Required work |
For these records, count the lines containing the word "contains" and respond with the number alone.

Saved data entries
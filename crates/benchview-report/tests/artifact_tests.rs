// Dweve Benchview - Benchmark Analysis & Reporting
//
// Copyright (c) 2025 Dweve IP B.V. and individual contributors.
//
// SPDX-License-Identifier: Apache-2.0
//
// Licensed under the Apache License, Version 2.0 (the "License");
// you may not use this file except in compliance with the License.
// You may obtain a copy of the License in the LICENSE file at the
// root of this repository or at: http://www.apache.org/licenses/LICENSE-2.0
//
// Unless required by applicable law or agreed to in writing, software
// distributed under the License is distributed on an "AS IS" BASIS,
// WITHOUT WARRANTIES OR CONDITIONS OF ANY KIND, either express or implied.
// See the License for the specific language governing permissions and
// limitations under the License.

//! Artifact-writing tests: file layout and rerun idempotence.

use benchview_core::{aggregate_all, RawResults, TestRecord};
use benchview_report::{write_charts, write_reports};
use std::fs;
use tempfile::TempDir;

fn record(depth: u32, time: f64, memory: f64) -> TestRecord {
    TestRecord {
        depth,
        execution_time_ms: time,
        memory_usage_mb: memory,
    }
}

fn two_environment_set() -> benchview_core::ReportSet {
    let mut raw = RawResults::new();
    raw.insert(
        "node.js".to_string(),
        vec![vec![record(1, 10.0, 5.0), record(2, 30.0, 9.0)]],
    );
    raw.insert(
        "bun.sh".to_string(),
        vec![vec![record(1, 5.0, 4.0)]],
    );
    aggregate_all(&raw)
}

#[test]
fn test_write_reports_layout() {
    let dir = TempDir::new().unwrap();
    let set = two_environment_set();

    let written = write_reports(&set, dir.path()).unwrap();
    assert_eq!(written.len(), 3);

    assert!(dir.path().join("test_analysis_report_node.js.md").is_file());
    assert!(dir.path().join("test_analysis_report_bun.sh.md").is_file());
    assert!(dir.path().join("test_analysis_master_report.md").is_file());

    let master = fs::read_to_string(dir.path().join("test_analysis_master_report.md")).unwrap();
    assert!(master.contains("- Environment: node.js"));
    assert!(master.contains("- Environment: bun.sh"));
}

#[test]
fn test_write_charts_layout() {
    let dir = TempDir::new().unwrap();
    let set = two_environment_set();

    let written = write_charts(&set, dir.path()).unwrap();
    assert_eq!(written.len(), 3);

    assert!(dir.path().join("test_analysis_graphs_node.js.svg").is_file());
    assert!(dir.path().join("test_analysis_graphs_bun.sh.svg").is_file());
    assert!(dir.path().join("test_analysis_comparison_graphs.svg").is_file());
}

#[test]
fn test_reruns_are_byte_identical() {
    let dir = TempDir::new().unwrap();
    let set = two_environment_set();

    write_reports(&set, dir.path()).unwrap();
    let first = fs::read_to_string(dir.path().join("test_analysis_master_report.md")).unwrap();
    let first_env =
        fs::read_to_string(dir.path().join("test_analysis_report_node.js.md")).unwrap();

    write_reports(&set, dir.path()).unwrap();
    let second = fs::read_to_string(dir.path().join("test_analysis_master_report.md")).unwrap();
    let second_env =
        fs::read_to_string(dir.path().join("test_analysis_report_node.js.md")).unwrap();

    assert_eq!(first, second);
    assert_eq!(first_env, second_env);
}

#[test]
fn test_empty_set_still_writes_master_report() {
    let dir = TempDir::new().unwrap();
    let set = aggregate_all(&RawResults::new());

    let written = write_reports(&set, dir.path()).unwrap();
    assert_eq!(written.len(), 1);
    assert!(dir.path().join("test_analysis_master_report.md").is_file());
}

Exercise answer |
2